Auch der Reisemarkt wurde von diesen Entwicklungen nicht verschont. Anstelle ins Reisebüro zu gehen, surfen die Leute zunächst erst einmal online und suchen im Internet einen günstigen Reiseanbieter. Wozu soll man auch noch ein Büro aufsuchen, wenn man auf Knopfdruck im Internet Tausende von Angeboten findet? Doch einige Urlauber und Touristen wurden bereits heftig enttäuscht, da sie sich auf oft falsche Tatsachen und gefälschte Bewertungen im Internet verlassen haben.

Da auch die schwarzen Schafe im Internet zunehmen, gibt es trotz einfacher Bedienung des Netzes Leute, die auf die kompetente Beratung des Reisebüros nicht verzichten wollen. Diese Menschen sind natürlich für ein Reisebüro äußerst wertvoll. Trotzdem sollte man als Reiseanbieter gezielte Werbung machen, wie beispielsweise auf Touristikmessen.

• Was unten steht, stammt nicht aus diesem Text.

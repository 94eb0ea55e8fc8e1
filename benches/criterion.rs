use criterion::{black_box, criterion_group, criterion_main, Criterion};

use expander_ec::{graph, Codec};

fn bench_graph_build(c: &mut Criterion) {
	c.bench_function("ramanujan_5_13", |b| b.iter(|| graph::ramanujan(black_box(5), black_box(13)).unwrap()));
}

fn bench_encode(c: &mut Criterion) {
	let mut codec = Codec::by_code_dimension(80_808).unwrap();
	let k = codec.params().unwrap().k;
	let message: Vec<u8> = (0..k).map(|i| (i * 7 + 3) as u8).collect();
	c.bench_function("encode_k80808", |b| {
		b.iter(|| codec.encode(black_box(&message)).unwrap())
	});
}

fn bench_decode_clean(c: &mut Criterion) {
	let mut codec = Codec::by_code_dimension(80_808).unwrap();
	let k = codec.params().unwrap().k;
	let message: Vec<u8> = (0..k).map(|i| (i * 7 + 3) as u8).collect();
	let codeword = codec.encode(&message).unwrap();
	c.bench_function("decode_clean_k80808", |b| {
		b.iter(|| codec.decode(black_box(&codeword), &[], None).unwrap())
	});
}

criterion_group!(benches, bench_graph_build, bench_encode, bench_decode_clean);
criterion_main!(benches);
//! The expander interleaver.
//!
//! Blocks enter on the left side of the bipartite expander and every
//! symbol travels along one edge, so a burst hitting one output block is
//! spread across `delta` different input blocks on the way back. Block
//! erasures are rewritten into per-block symbol erasures in the same pass.
//!
//! Neighbor order is ascending by vertex id on both sides; together with
//! the id-ascending side arrays this makes decode the exact inverse of
//! encode, slot by slot.

use crate::graph::Graph;

/// Scatter `n` blocks from the left side and collect them on the right.
pub fn encode_expander(graph: &Graph, blocks: &[Vec<u8>]) -> Vec<Vec<u8>> {
	let delta = graph.degree();
	let nn = graph.num_nodes();
	assert_eq!(blocks.len(), nn / 2);

	let mut mid = vec![vec![0u8; delta]; nn];
	let mut filled = vec![0u16; nn];
	let mut nbrs: Vec<u32> = Vec::with_capacity(delta);

	for (i, block) in blocks.iter().enumerate() {
		assert_eq!(block.len(), delta);
		nbrs.clear();
		nbrs.extend_from_slice(graph.neighbors_of(graph.left()[i] as usize));
		nbrs.sort_unstable();
		for (j, &nb) in nbrs.iter().enumerate() {
			let nb = nb as usize;
			mid[nb][filled[nb] as usize] = block[j];
			filled[nb] += 1;
		}
	}

	graph.right().iter().map(|&r| std::mem::take(&mut mid[r as usize])).collect()
}

/// Mirror of [`encode_expander`], right to left.
///
/// `erasures` are indices of fully erased right-side blocks; the second
/// return value lists, for every recovered left block, the slots whose
/// symbol came out of an erased block.
pub fn decode_expander(
	graph: &Graph,
	blocks: &[Vec<u8>],
	erasures: &[usize],
) -> (Vec<Vec<u8>>, Vec<Vec<usize>>) {
	let delta = graph.degree();
	let nn = graph.num_nodes();
	assert_eq!(blocks.len(), nn / 2);

	let mut erased = vec![false; nn / 2];
	for &e in erasures {
		erased[e] = true;
	}

	let mut out = vec![vec![0u8; delta]; nn];
	let mut slot_erasures: Vec<Vec<usize>> = vec![Vec::new(); nn];
	let mut filled = vec![0u16; nn];
	let mut nbrs: Vec<u32> = Vec::with_capacity(delta);

	for (i, block) in blocks.iter().enumerate() {
		assert_eq!(block.len(), delta);
		nbrs.clear();
		nbrs.extend_from_slice(graph.neighbors_of(graph.right()[i] as usize));
		nbrs.sort_unstable();
		for (j, &nb) in nbrs.iter().enumerate() {
			let nb = nb as usize;
			let slot = filled[nb] as usize;
			out[nb][slot] = block[j];
			filled[nb] += 1;
			if erased[i] {
				slot_erasures[nb].push(slot);
			}
		}
	}

	let word = graph.left().iter().map(|&l| std::mem::take(&mut out[l as usize])).collect();
	let word_erasures =
		graph.left().iter().map(|&l| std::mem::take(&mut slot_erasures[l as usize])).collect();
	(word, word_erasures)
}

Dort kann man sich ganz einfach anmelden, seinen Infostand aufbauen und somit die Leute über die neuesten und begehrtesten Urlaubsziele informieren. Ist der Infostand attraktiv und freundlich gestaltet, so erreicht man auch, dass die Besucher nicht nur einfach vorbeigehen, sondern einen Moment stehen bleiben und sich die Angebote an Reisen und Urlauben etwas näher ansehen.

Ein guter Tipp für den eigenen Infostand, besonders als Reiseunternehmen, ist es, sich eine Faltwand zu kaufen, auf der man wunderschöne Landschaftsaufnahmen oder Filme attraktiver Reiseziele abspielt. Dies fängt die Blicke der Besucher und potentiellen Kunden ein und man verkauft vielleicht sogar einige Reisen bereits direkt während der Messe.